Emergency medical services is an umbrella term that covers a number of roles by which a healthcare entity provides medical treatment on-scene. Per the National Association of Emergency Medical Technicians, the entry-level patient-facing role in EMS is the emergency medical responder, trained to provide on-scene interventions while awaiting additional resources. These licensed professionals may also serve as part of a transport crew.
With additional training, a person can graduate to emergency medical technician and advanced emergency medical technician, which are licensed medical professionals that conduct different levels of basic, noninvasive interventions on-site and on the truck to reduce the morbidity and mortality of acute, out-of-hospital emergencies.
The highest level of EMS positions, paramedic, is an allied health professional who possesses all of the skills of EMR/EMT, as well as training to conduct a broader range of treatments, including invasive and pharmacological interventions.
Working in the EMS field is as stressful as health care gets. Paramedics and EMTs work long hours — Pinkston said Baxter crews typically work 24 hours on/48 hours off to start, with some working 48-hour shifts followed by five days off — during which they are often faced with the most graphic of medical emergencies.
Despite these facts, most experts point to COVID-19 as the true source of the current shortage. NBC News reported as many as one-third of all on-truck EMS personnel left the profession in 2020, an exodus the medical community has struggled to recoup ever since.
Doug Wintle, director of EMS education at Arkansas State University-Mountain Home, said enrollment in the school’s programs is ticking upward, but it still pales in comparison to the need.
“Right now, we will finish 11 EMTs in December, and another class has started with eight people in it that will finish in May,” he said. “I’ll start another course in January, so over the academic year, we will conceivably put about 25 EMTs out there. Our pass rate is 88%, so roughly nine out of 10 students who study here get their license.”
Wintle said the numbers are diluted somewhat by the fact that some students are already employed by or connected to other emergency entities, such as fire stations, and thus are not looking to take their newfound training to other employers.
“Most of the EMTs we graduate want to work here locally, and many of them are employed by Baxter,” he said. “At the same time, I have a recognizable number of students that take the course who work in local volunteer fire departments.”
Training in EMS jobs can take anywhere from a few weeks to a couple of years depending on the level, and gender parity is improving as more women enter the field.

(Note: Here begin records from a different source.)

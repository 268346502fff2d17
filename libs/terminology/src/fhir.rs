//! Pure FHIR document builders.
//!
//! Every builder is a deterministic function from store rows (plus an
//! explicit timestamp) to a finished JSON document: no I/O, no clock reads,
//! no writes. Given the same rows and timestamp the output is byte-identical;
//! ConceptMap elements are grouped through a `BTreeMap` so source ordering is
//! stable regardless of row order.

use crate::codes::{
    BundleEntryOutcome, Icd11Concept, MappingRow, NamasteConcept, PersonRef, SearchHit,
    SystemType, TranslationCandidate, TreatmentRecord, Vocabulary, ICD11_SYSTEM_URI,
    NAMASTE_SYSTEM_URI,
};
use chrono::{DateTime, Utc};
use serde_json::{json, Map, Value};
use std::collections::BTreeMap;

const CONDITION_CLINICAL_URI: &str = "http://terminology.hl7.org/CodeSystem/condition-clinical";
const CONDITION_CATEGORY_URI: &str = "http://terminology.hl7.org/CodeSystem/condition-category";

/// CodeSystem for the NAMASTE vocabulary, optionally filtered to one stream.
/// `count` always equals the number of concept entries.
pub fn namaste_code_system(
    system: Option<SystemType>,
    concepts: &[NamasteConcept],
    timestamp: DateTime<Utc>,
) -> Value {
    let suffix = system.map(|s| format!("-{}", s.as_str())).unwrap_or_default();
    let name = match system {
        Some(s) => format!("NAMASTE_{}", s.as_str().to_uppercase()),
        None => "NAMASTE".to_string(),
    };
    let title = match system {
        Some(s) => format!("NAMASTE {} Codes", capitalize(s.as_str())),
        None => "NAMASTE - National AYUSH Morbidity & Standardized Terminologies Electronic"
            .to_string(),
    };
    let description = match system {
        Some(s) => format!("NAMASTE codes for {} system", s.as_str()),
        None => "Standardized terminology codes for Ayurveda, Siddha, and Unani systems of medicine"
            .to_string(),
    };

    json!({
        "resourceType": "CodeSystem",
        "id": format!("namaste{suffix}"),
        "url": format!("{NAMASTE_SYSTEM_URI}{suffix}"),
        "version": "1.0.0",
        "name": name,
        "title": title,
        "status": "active",
        "experimental": false,
        "date": timestamp.to_rfc3339(),
        "publisher": "Ministry of AYUSH, Government of India",
        "description": description,
        "caseSensitive": true,
        "content": "complete",
        "count": concepts.len(),
        "concept": concepts
            .iter()
            .map(|c| concept_entry(&c.code, &c.display, c.definition.as_deref()))
            .collect::<Vec<_>>()
    })
}

/// CodeSystem for ICD-11, optionally filtered to one module (TM2 or
/// biomedicine).
pub fn icd11_code_system(
    module: Option<&str>,
    concepts: &[Icd11Concept],
    timestamp: DateTime<Utc>,
) -> Value {
    let name = match module {
        Some(m) => format!("ICD11_{}", m.to_uppercase()),
        None => "ICD11".to_string(),
    };
    let title = match module {
        Some("TM2") => "ICD-11 Traditional Medicine Module 2".to_string(),
        Some(_) => "ICD-11 Biomedicine".to_string(),
        None => "ICD-11 - International Classification of Diseases 11th Revision".to_string(),
    };
    let description = match module {
        Some(m) => format!("ICD-11 {m} codes"),
        None => "International Classification of Diseases 11th Revision".to_string(),
    };

    json!({
        "resourceType": "CodeSystem",
        "id": match module {
            Some(m) => format!("icd11-{m}"),
            None => "icd11".to_string(),
        },
        "url": match module {
            Some(m) => format!("{ICD11_SYSTEM_URI}/{m}"),
            None => ICD11_SYSTEM_URI.to_string(),
        },
        "version": "2024-01",
        "name": name,
        "title": title,
        "status": "active",
        "experimental": false,
        "date": timestamp.to_rfc3339(),
        "publisher": "World Health Organization (WHO)",
        "description": description,
        "caseSensitive": true,
        "content": "complete",
        "count": concepts.len(),
        "concept": concepts
            .iter()
            .map(|c| concept_entry(&c.icd_code, &c.title, c.definition.as_deref()))
            .collect::<Vec<_>>()
    })
}

/// ConceptMap over all NAMASTE → ICD-11 edges, one element per source code
/// with its targets nested. Elements are emitted in source-code order so the
/// same rows always produce the same bytes.
pub fn concept_map(
    system: Option<SystemType>,
    rows: &[MappingRow],
    timestamp: DateTime<Utc>,
) -> Value {
    struct Element<'a> {
        display: &'a str,
        targets: Vec<Value>,
    }

    let mut elements: BTreeMap<&str, Element<'_>> = BTreeMap::new();
    for row in rows {
        let entry = elements
            .entry(row.namaste_code.as_str())
            .or_insert_with(|| Element {
                display: &row.namaste_display,
                targets: Vec::new(),
            });

        let mut target = Map::new();
        target.insert("code".into(), json!(row.icd_code));
        target.insert("display".into(), json!(row.icd_title));
        target.insert(
            "equivalence".into(),
            json!(row.mapping_type.as_deref().unwrap_or("equivalent")),
        );
        if let Some(confidence) = row.confidence {
            target.insert(
                "comment".into(),
                json!(format!("Confidence: {:.0}%", confidence * 100.0)),
            );
        }
        entry.targets.push(Value::Object(target));
    }

    let suffix = system.map(|s| format!("-{}", s.as_str())).unwrap_or_default();
    let source_uri = format!("{NAMASTE_SYSTEM_URI}{suffix}");

    json!({
        "resourceType": "ConceptMap",
        "id": format!("namaste-icd11{suffix}"),
        "url": format!("http://ayush.gov.in/fhir/ConceptMap/namaste-icd11{suffix}"),
        "version": "1.0.0",
        "name": match system {
            Some(s) => format!("NAMASTE_ICD11_{}", s.as_str().to_uppercase()),
            None => "NAMASTE_ICD11".to_string(),
        },
        "title": match system {
            Some(s) => format!("NAMASTE {} to ICD-11 Concept Map", s.as_str()),
            None => "NAMASTE to ICD-11 Concept Map".to_string(),
        },
        "status": "active",
        "experimental": false,
        "date": timestamp.to_rfc3339(),
        "publisher": "Ministry of AYUSH, Government of India",
        "description": "Mapping between NAMASTE codes and ICD-11 codes for interoperability",
        "sourceUri": source_uri,
        "targetUri": ICD11_SYSTEM_URI,
        "group": [{
            "source": source_uri,
            "target": ICD11_SYSTEM_URI,
            "element": elements
                .iter()
                .map(|(code, el)| json!({
                    "code": code,
                    "display": el.display,
                    "target": el.targets,
                }))
                .collect::<Vec<_>>()
        }]
    })
}

/// ValueSet expansion envelope around autocomplete hits (`$expand`).
pub fn value_set_expansion(hits: &[SearchHit], timestamp: DateTime<Utc>) -> Value {
    json!({
        "resourceType": "ValueSet",
        "id": "search-results",
        "url": "http://ayush.gov.in/fhir/ValueSet/search-results",
        "status": "active",
        "expansion": {
            "timestamp": timestamp.to_rfc3339(),
            "total": hits.len(),
            "contains": hits
                .iter()
                .map(|h| json!({
                    "system": h.system_uri(),
                    "code": h.code,
                    "display": h.display,
                }))
                .collect::<Vec<_>>()
        }
    })
}
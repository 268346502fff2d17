//! Condition and Bundle handlers: dual-coded problem-list entries.

use crate::api::handlers::fhir_response;
use crate::services::fhir::ConditionDraft;
use crate::state::AppState;
use crate::{Error, Result};
use axum::{
    extract::{Query, State},
    http::StatusCode,
    response::Response,
    Json,
};
use serde::Deserialize;
use serde_json::Value;
use uuid::Uuid;
use validator::Validate;

#[derive(Debug, Deserialize, Validate)]
pub struct CreateConditionRequest {
    pub patient_id: Uuid,
    pub doctor_id: Uuid,
    #[validate(length(min = 1, message = "namaste_code must not be empty"))]
    pub namaste_code: String,
    pub icd11_code: Option<String>,
    pub clinical_notes: Option<String>,
    #[serde(default)]
    pub consent_given: bool,
}

#[derive(Debug, Deserialize)]
pub struct ProblemListQuery {
    pub patient: Option<Uuid>,
    pub status: Option<String>,
}

/// POST /fhir/Condition
pub async fn create_condition(
    State(state): State<AppState>,
    Json(request): Json<CreateConditionRequest>,
) -> Result<Response> {
    request
        .validate()
        .map_err(|err| Error::Validation(err.to_string()))?;

    let document = state
        .fhir
        .create_condition(ConditionDraft {
            patient_id: request.patient_id,
            doctor_id: request.doctor_id,
            namaste_code: request.namaste_code,
            icd11_code: request.icd11_code,
            clinical_notes: request.clinical_notes,
            consent_given: request.consent_given,
        })
        .await?;

    Ok(fhir_response(StatusCode::CREATED, document))
}

/// GET /fhir/Condition?patient=&status=
pub async fn problem_list(
    State(state): State<AppState>,
    Query(query): Query<ProblemListQuery>,
) -> Result<Response> {
    let patient = query
        .patient
        .ok_or_else(|| Error::Validation("patient parameter is required".to_string()))?;

    let document = state
        .fhir
        .problem_list(patient, query.status.as_deref())
        .await?;
    Ok(fhir_response(StatusCode::OK, document))
}

/// POST /fhir/Bundle
pub async fn ingest_bundle(
    State(state): State<AppState>,
    Json(bundle): Json<Value>,
) -> Result<Response> {
    let document = state.fhir.ingest_bundle(bundle).await?;
    Ok(fhir_response(StatusCode::OK, document))
}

The college has stepped up its efforts to recruit new students into its training programs, Wintle said, including reaching down into local high schools.
“This is about our third year now where we’ve been enrolling high school seniors,” he said. “We reach out to students at the high school level that might want to enter into the medical field — a lot go from EMS jobs into nursing — and let them know emergency medical responder and EMT training are good places to start.”

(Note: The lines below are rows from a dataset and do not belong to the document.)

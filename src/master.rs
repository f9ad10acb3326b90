//! Setup performed by the root rank before anything is broadcast.
//!
//! The root resolves the input datacube, checks and classifies the expressions, registers the
//! output datacube and prepares the query every rank runs against its fragments.

use crate::classifier;
use crate::config::{DIMENSION_KEYWORD, MEASURE_KEYWORD, OPERATOR_NAME};
use crate::descriptor::{self, PrimitiveRegistry};
use crate::dimension::{self, Relabel};
use crate::error::ApplyError;
use crate::models::{TaskParameters, TypeRequest};
use crate::parser;
use crate::partition::FragmentIdSet;
use crate::payload::SetupOutcome;
use crate::pid::Pid;
use crate::primitive::PrimitiveTree;
use crate::rewrite::{self, MeasureRewrite};
use crate::store::{DatacubeRow, DimensionRow, MetadataStore, TaskRow};
use crate::typecheck::{self, TypeError};
use crate::types::{Classification, DataType};

use bytes::Bytes;
use tracing::{debug, error, warn};
use url::Url;

/// Everything the root rank knows after setup.
#[derive(Clone, Debug)]
pub struct MasterSetup {
    /// Outcome shared with every rank
    pub outcome: SetupOutcome,
    /// Dimension values bound to the query, if referenced
    pub dimension: Option<Bytes>,
    pub input: DatacubeRow,
    /// Output datacube as registered; its fragment-id set is filled in after execution
    pub output: DatacubeRow,
    /// Dimensions of the input datacube
    pub dimensions: Vec<DimensionRow>,
    pub classification: Classification,
    /// Dimension expression, if any
    pub relabel: Option<Relabel>,
    /// Non-fatal findings reported to the user
    pub warnings: Vec<String>,
}

/// Collaborators used during setup.
pub struct SetupContext<'a> {
    pub server_uri: &'a Url,
    pub store: &'a dyn MetadataStore,
    pub registry: &'a dyn PrimitiveRegistry,
}

/// An expression checked against its input.
struct CheckedExpression {
    /// Text after datatype injection
    text: String,
    tree: PrimitiveTree,
    classification: Classification,
    /// Type produced
    output_type: String,
}

/// Prepare the operation.
///
/// Nothing is written to the metadata store unless every check passed. If registering the
/// lineage fails, the output datacube is deleted again.
pub async fn setup(
    context: &SetupContext<'_>,
    parameters: &TaskParameters,
) -> Result<MasterSetup, ApplyError> {
    let pid: Pid = parameters.cube.parse()?;
    pid.check_server(context.server_uri)?;
    let input = context.store.datacube(pid.datacube).await?;
    if input.container_id != pid.container {
        return Err(ApplyError::Input(format!(
            "datacube {} does not belong to container {}",
            pid.datacube, pid.container
        )));
    }
    let fragment_ids: FragmentIdSet = input.fragment_ids.parse()?;
    let dimensions = context.store.dimensions(input.id).await?;
    let eligible: Vec<&DimensionRow> = dimensions
        .iter()
        .filter(|dimension| dimension.is_eligible_implicit())
        .collect();
    let mut warnings = vec![];

    // Measure expression.
    let dim_uses = rewrite::count_keyword(&parameters.query, DIMENSION_KEYWORD)?;
    match (dim_uses, eligible.len()) {
        (0, count) if count > 1 => {
            let warning = format!(
                "datacube has {count} implicit dimensions, the expression is applied to all of them"
            );
            warn!("{}", warning);
            warnings.push(warning);
        }
        (0, _) | (_, 1) => (),
        (_, count) => {
            return Err(ApplyError::DimensionCardinality(format!(
                "expression references the dimension but the datacube has {count} \
                 implicit dimensions"
            )))
        }
    }
    let measure = check_expression(
        context.registry,
        &parameters.query,
        &input.measure_type,
        MEASURE_KEYWORD,
        Some(DIMENSION_KEYWORD),
        parameters,
    )?;
    let measure_type = match parameters.measure_type {
        TypeRequest::Explicit(requested) if parameters.check_type.is_yes() => {
            if requested.to_string() != measure.output_type {
                return Err(TypeError::Mismatch {
                    name: measure
                        .tree
                        .root()
                        .map_or_else(String::new, |root| root.name.clone()),
                    expected: requested.to_string(),
                    found: measure.output_type,
                }
                .into());
            }
            measure.output_type
        }
        TypeRequest::Explicit(requested) => requested.to_string(),
        TypeRequest::Auto | TypeRequest::Manual => measure.output_type,
    };
    debug!(classification = %measure.classification, %measure_type, "checked measure expression");

    // Dimension expression.
    let relabel = match &parameters.dim_query {
        Some(dim_query) => {
            if rewrite::count_keyword(dim_query, MEASURE_KEYWORD)? > 0 {
                return Err(ApplyError::Input(
                    "dimension expression must not reference the measure".into(),
                ));
            }
            let [dimension] = eligible[..] else {
                return Err(ApplyError::DimensionCardinality(format!(
                    "dimension expression needs exactly one implicit dimension, found {}",
                    eligible.len()
                )));
            };
            let checked = check_expression(
                context.registry,
                dim_query,
                &dimension.datatype,
                DIMENSION_KEYWORD,
                None,
                parameters,
            )?;
            let (query, ref_count) =
                rewrite::replace_keyword(&checked.text, DIMENSION_KEYWORD, rewrite::PLACEHOLDER)?;
            Some(Relabel {
                query,
                ref_count,
                label_type: checked.output_type,
            })
        }
        None => None,
    };

    let compressed = parameters.compressed.resolve(input.compressed);
    let rewritten = rewrite::rewrite_measure(
        &measure.text,
        &MeasureRewrite {
            measure_keyword: MEASURE_KEYWORD,
            dimension_keyword: DIMENSION_KEYWORD,
            input_compressed: input.compressed,
            output_compressed: compressed,
        },
    )?;
    let dimension = match eligible.first() {
        Some(dimension) if rewritten.dim_ref_count > 0 => {
            Some(dimension::load_values(context.store, dimension).await?.bytes)
        }
        _ => None,
    };

    let explicit_size_update = measure.classification.reduces_rows();
    let explicit_size = if explicit_size_update {
        input.tuples_per_fragment.max(1)
    } else {
        1
    };
    let predicted_elements = eligible.iter().map(|dimension| dimension.size).product();

    let mut output = DatacubeRow {
        id: 0,
        container_id: input.container_id,
        measure: parameters
            .measure
            .clone()
            .unwrap_or_else(|| input.measure.clone()),
        measure_type: measure_type.clone(),
        compressed,
        level: input.level + 1,
        fragment_ids: String::new(),
        tuples_per_fragment: input.tuples_per_fragment,
        description: parameters.description.clone(),
    };
    output.id = context.store.insert_datacube(&output).await?;
    let task = TaskRow {
        output_datacube: output.id,
        input_datacube: input.id,
        operator: OPERATOR_NAME.to_string(),
        query: rewritten.query.clone(),
    };
    if let Err(err) = context.store.insert_task(&task).await {
        if let Err(rollback) = context.store.delete_datacube(output.id).await {
            error!(datacube = output.id, "failed to roll back datacube: {}", rollback);
        }
        return Err(err.into());
    }

    let outcome = SetupOutcome {
        fragment_ids: fragment_ids.to_string(),
        output_datacube_id: output.id,
        compressed,
        explicit_size_update,
        explicit_size,
        dim_ref_count: rewritten.dim_ref_count as u64,
        dim_array_len: dimension.as_ref().map_or(0, |bytes| bytes.len() as u64),
        measure_type,
        query: rewritten.query,
        predicted_elements,
    };
    Ok(MasterSetup {
        outcome,
        dimension,
        input,
        output,
        dimensions,
        classification: measure.classification,
        relabel,
        warnings,
    })
}

/// Parse, describe, classify and type-check an expression.
fn check_expression(
    registry: &dyn PrimitiveRegistry,
    expr: &str,
    input_type: &str,
    target: &str,
    subtarget: Option<&str>,
    parameters: &TaskParameters,
) -> Result<CheckedExpression, ApplyError> {
    let text = match parameters.measure_type {
        TypeRequest::Auto => {
            let dtype = DataType::from_name(input_type)
                .ok_or_else(|| ApplyError::Input(format!("unsupported datatype {input_type}")))?;
            rewrite::inject_datatypes(expr, dtype)?
        }
        _ => expr.to_string(),
    };
    let mut tree = parser::parse(&text, MEASURE_KEYWORD, DIMENSION_KEYWORD)?;
    descriptor::annotate(&mut tree, registry)?;
    let classification = classifier::classify(&tree);
    if classification == Classification::Unknown {
        return Err(ApplyError::Input(format!(
            "expression {expr} does not produce an array"
        )));
    }
    let output_type = if parameters.check_type.is_yes() {
        typecheck::validate(&tree, input_type, target, subtarget)?
    } else {
        tree.root()
            .and_then(|root| root.output_datatype.clone())
            .unwrap_or_else(|| input_type.to_string())
    };
    Ok(CheckedExpression {
        text,
        tree,
        classification,
        output_type,
    })
}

Meanwhile, Baxter Health continues to invest in the 70 or so EMS personnel it has on staff, offering programs and scheduling flexibility to help frontline employees deal with the stressors of the job or balance other obligations in an effort to boost retention.
“According to our HR department, we are paying near the top of the scale, and we try to accommodate as many scheduling requests as we can,” Pinkston said. “We also offer counseling services and other opportunities like that to help people talk about things that they might encounter on the job. We are like a family here and we’re very close-knit, so we’re always trying to find ways of looking out for our people.”